>>>>>

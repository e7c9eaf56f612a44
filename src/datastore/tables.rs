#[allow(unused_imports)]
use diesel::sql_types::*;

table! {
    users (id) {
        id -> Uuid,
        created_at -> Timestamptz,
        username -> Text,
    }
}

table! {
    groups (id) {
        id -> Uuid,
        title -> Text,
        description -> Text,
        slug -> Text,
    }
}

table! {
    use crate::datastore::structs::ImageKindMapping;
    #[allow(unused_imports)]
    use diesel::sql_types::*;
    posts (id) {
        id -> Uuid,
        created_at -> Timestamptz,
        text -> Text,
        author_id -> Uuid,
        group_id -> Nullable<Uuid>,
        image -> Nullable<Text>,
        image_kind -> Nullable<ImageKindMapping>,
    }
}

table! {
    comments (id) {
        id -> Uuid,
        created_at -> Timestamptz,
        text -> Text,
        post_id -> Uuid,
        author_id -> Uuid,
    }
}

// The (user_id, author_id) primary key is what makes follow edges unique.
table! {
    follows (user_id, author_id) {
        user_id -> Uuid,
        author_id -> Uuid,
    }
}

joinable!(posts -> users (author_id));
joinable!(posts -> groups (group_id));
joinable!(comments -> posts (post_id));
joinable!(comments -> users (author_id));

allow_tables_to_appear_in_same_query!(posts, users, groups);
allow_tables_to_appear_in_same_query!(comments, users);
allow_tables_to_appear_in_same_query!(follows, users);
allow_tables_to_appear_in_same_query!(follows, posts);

<<<<<
>>>>>

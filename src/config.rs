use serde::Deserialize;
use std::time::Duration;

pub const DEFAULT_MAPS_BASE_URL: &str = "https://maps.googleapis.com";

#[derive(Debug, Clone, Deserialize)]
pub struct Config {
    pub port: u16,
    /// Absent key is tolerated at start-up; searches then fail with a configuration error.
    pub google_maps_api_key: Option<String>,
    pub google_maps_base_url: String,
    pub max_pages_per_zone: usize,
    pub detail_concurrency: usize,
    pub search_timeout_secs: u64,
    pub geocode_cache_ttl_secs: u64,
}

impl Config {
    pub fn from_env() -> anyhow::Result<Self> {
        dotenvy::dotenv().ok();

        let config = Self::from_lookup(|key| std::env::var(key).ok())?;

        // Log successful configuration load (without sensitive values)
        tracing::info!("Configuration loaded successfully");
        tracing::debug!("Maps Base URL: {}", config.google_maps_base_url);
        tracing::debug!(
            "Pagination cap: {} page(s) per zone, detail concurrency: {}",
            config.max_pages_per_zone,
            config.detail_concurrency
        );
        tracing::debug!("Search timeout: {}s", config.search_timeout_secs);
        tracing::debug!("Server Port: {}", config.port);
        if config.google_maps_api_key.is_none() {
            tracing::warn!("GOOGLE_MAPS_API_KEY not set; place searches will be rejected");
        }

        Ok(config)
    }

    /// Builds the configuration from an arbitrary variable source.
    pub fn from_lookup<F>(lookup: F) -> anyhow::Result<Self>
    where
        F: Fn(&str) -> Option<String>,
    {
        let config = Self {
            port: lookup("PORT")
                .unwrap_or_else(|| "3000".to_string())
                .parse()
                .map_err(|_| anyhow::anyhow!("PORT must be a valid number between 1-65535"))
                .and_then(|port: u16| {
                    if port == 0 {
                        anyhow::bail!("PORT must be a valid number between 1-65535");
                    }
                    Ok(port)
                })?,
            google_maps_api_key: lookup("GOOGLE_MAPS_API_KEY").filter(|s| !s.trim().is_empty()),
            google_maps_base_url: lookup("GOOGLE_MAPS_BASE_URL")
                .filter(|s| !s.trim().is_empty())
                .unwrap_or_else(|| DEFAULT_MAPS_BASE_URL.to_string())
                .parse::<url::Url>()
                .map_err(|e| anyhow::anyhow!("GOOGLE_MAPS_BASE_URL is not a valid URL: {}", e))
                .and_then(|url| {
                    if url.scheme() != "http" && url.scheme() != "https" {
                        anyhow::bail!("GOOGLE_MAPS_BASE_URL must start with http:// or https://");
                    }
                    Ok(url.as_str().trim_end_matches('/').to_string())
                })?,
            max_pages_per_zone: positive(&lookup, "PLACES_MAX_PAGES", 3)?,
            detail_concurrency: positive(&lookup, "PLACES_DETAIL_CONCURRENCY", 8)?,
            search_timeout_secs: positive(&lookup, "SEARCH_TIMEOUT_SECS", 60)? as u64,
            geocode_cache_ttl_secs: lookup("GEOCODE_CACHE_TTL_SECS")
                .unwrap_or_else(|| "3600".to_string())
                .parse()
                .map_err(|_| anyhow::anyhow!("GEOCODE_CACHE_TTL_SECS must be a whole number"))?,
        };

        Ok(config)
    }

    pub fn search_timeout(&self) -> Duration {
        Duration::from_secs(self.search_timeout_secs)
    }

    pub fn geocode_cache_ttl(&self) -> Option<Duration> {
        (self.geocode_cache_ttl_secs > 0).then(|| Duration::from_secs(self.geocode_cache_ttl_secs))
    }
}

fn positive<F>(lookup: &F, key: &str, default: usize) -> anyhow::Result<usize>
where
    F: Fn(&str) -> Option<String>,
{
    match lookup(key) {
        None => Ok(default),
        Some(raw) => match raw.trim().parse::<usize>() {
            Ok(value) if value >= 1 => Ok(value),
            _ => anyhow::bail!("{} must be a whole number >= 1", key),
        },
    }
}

<<<<<

_WHAT THE TASK ASKS_
Which lines of the data include "groups"? Copy each of them.

_RESPONSE FOR THIS EXERCISE_
    groups (id) {
joinable!(posts -> groups (group_id));
allow_tables_to_appear_in_same_query!(posts, users, groups);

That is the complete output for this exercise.